Würselen: Die zweite Chance für eine Gesamtschule

Würselen: Die zweite Chance für eine Gesamtschule

Ob die Gründung einer Gesamtschule in Würselen erneut auf den Stundenplan gesetzt werden soll, darüber entscheiden in den nächsten Tagen Eltern der Grundschulkinder der Jahrgangsstufen 1 bis 3.

Über 1000 Fragebögen werden jetzt verschickt. Dabei werden die Eltern nach ihrem Schulwahlverhalten im Übergang zur Sekundarstufe I befragt. Die Beteiligung ist eine Voraussetzung für das Genehmigungsverfahren. 2013 war bei einer Befragung Interesse an einer Gesamtschule bekundet worden. Tatsächlich gab es lediglich 77 Anmeldungen, 100 wären jedoch notwendig gewesen.

Das alte Schulgebäude an der Lehnstraße (oben) ist ein einem guten Zustund: Sowohl in das städtische Gymnasium an der Klosterstraße (links) als auch in die Realschule an der Tittelsstraße sind für den dauerhaften Ganztagsbetrieb nicht hergerichtet. Foto: Georg Pinzek

Varianten durchgerechnet

Das alte Schulgebäude an der Lehnstraße (oben) ist ein einem guten Zustund: Sowohl in das städtische Gymnasium an der Klosterstraße (links) als auch in die Realschule an der Tittelsstraße sind für den dauerhaften Ganztagsbetrieb nicht hergerichtet. Foto: Georg Pinzek

Bei einer Informationsveranstaltung im Alten Rathaus wurden jetzt aber nicht nur pädagogische Gesamtschul-Konzepte vorgestellt, sondern auch die Überlegungen, am Standort des Gymnasiums an der Klosterstraße und benachbarten auslaufenden Hauptschule an der Lehnstraße ein Schulzentrum zu etablieren.

War im ersten Anlauf zur Gründung einer Gesamtschule die Realschule an der Tittelsstraße im Gespräch, hat sich nun ein Arbeitskreis für ein Schulmodell ausgesprochen, bestehend aus Gymnasium und Gesamtschule. Dem Arbeitskreis gehörten neben Politikern aller Fraktionen Vertreter der Schulen, der Schulpflegschaften sowie der Stadtverwaltung an.

Über 30 Millionen Euro

Daraus resultierten Prüfaufträge, ob es nicht günstiger ist, zukünftig auch die Realschule einem Schulzentrum in der City anzugliedern. Sie könnte das Gebäude an der Lehnstraße in Beschlag nehmen. Ein Neubau in direkter Nachbarschaft ist allerdings zusätzlich erforderlich, um das Raumprogramm zu erfüllen. Sowohl Realschule als auch Gymnasium — und bei Bedarf eben auch die Gesamtschule — könnten die ebenfalls neu zu bauende Mensa nutzen, die für den Ganztagsbetrieb unerlässlich ist.

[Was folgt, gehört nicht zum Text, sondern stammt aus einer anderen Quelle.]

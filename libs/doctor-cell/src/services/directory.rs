use tracing::debug;

use crate::catalog::{catalog, SPECIALIZATIONS};
use crate::models::{DoctorError, DoctorProfile, LocationCoords};

/// Rough kilometres per degree, good enough for a "nearby" hint.
const KM_PER_DEGREE: f64 = 111.0;

/// Keeps doctors whose specialization contains `specialization`, ignoring case.
/// A missing or blank filter keeps everything in catalog order.
pub fn filter_by_specialization<'a>(
    doctors: &'a [DoctorProfile],
    specialization: Option<&str>,
) -> Vec<&'a DoctorProfile> {
    let needle = specialization.map(str::trim).filter(|s| !s.is_empty());

    match needle {
        None => doctors.iter().collect(),
        Some(needle) => {
            let needle = needle.to_lowercase();
            doctors
                .iter()
                .filter(|d| d.specialization.to_lowercase().contains(&needle))
                .collect()
        }
    }
}

/// Nearest first. The sort is stable, so equidistant doctors keep their input order.
pub fn sort_by_distance<'a>(
    mut doctors: Vec<&'a DoctorProfile>,
    origin: Option<LocationCoords>,
) -> Vec<&'a DoctorProfile> {
    if let Some(origin) = origin {
        doctors.sort_by(|a, b| {
            planar_distance(a.coordinates, origin).total_cmp(&planar_distance(b.coordinates, origin))
        });
    }
    doctors
}

/// Euclidean distance in degrees. Not geodesic.
pub fn planar_distance(a: LocationCoords, b: LocationCoords) -> f64 {
    let dlat = a.latitude - b.latitude;
    let dlng = a.longitude - b.longitude;
    (dlat * dlat + dlng * dlng).sqrt()
}

pub fn distance_km(doctor: &DoctorProfile, origin: LocationCoords) -> f64 {
    planar_distance(doctor.coordinates, origin) * KM_PER_DEGREE
}

/// Read-only queries over a doctor catalog.
#[derive(Debug, Clone, Copy)]
pub struct DoctorDirectory {
    doctors: &'static [DoctorProfile],
}

impl Default for DoctorDirectory {
    fn default() -> Self {
        Self::new(catalog())
    }
}

impl DoctorDirectory {
    pub fn new(doctors: &'static [DoctorProfile]) -> Self {
        Self { doctors }
    }

    pub fn all(&self) -> &'static [DoctorProfile] {
        self.doctors
    }

    /// Filter first, then order by distance from `origin` when one is known.
    pub fn get_filtered_doctors(
        &self,
        specialization: Option<&str>,
        origin: Option<LocationCoords>,
    ) -> Vec<&'static DoctorProfile> {
        let filtered = filter_by_specialization(self.doctors, specialization);
        debug!(
            "Directory filter {:?} matched {} of {} doctors",
            specialization,
            filtered.len(),
            self.doctors.len()
        );
        sort_by_distance(filtered, origin)
    }

    pub fn get_doctor_by_id(&self, id: &str) -> Result<&'static DoctorProfile, DoctorError> {
        self.doctors
            .iter()
            .find(|d| d.id == id)
            .ok_or_else(|| DoctorError::NotFound(id.to_string()))
    }

    pub fn get_available_doctors(&self) -> Vec<&'static DoctorProfile> {
        self.doctors.iter().filter(|d| d.is_available).collect()
    }

    /// Exact match on the specialization name, ignoring case.
    pub fn get_doctors_by_specialization(&self, specialization: &str) -> Vec<&'static DoctorProfile> {
        let wanted = specialization.trim().to_lowercase();
        self.doctors
            .iter()
            .filter(|d| d.specialization.to_lowercase() == wanted)
            .collect()
    }

    pub fn specializations(&self) -> &'static [&'static str] {
        &SPECIALIZATIONS
    }
}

Das Architekturbüro Hahn und Ass. Architekten GmbH hat zwei Varianten durchgerechnet. Unter dem Strich kommt dabei heraus, dass für den Schulbetrieb an zwei Standorten langfristige Investitionen von 32,1 Millionen Euro nötig sind. Für Interimslösungen während der Bauzeiten fallen zudem zwei Millionen Euro an.

Berechnet wurden unter anderem die Kosten für den Mensabetrieb an zwei Standorten, Investitionen in dringend erforderliche Sanierungen und energetische Maßnahmen sowie in den Feuerschutz und die Barrierefreiheit. Ein Schulzentrum am Standort Kloster-/Lehnstraße schlägt demnach mit 30,4 Millionen Euro zu Buche, Kosten für Zwischenlösungen entstehen nicht.

Die Kosten für einen Neubau eines Schulzentrums auf der „grünen Wiese“ werden mit 45 Millionen Euro beziffert. Berechnet wurden die Kosten lediglich für den dauerhaften Ganztagsbetrieb von Gymnasium und Realschule. Die Kosten für eine mögliche Gesamtschule sind dabei nicht enthalten. Vorgestellt wurde die Gegenüberstellung bereits dem Schulausschuss und dem Ausschuss für Technik, Gebäude und Flächenmanagement. Eine grundsätzliche Entscheidung wurde kurz vor der Wahl aber nicht getroffen.

Die neuen Anmeldezahlen an Realschule und Gymnasium liegen nach Angaben von Pressesprecher Bernd Schaffrath noch nicht abschließend vor, Veränderungen sind durchaus noch möglich. Aktuell hat die Realschule 115, das Gymnasium 105 Anmeldungen. Zum Schuljahr 2014/2015 werden insgesamt 81 Schüler in die Jahrgangsstufe 5 des Heilig-Geist-Gymnasiums aufgenommen, davon 24 aus Würselen.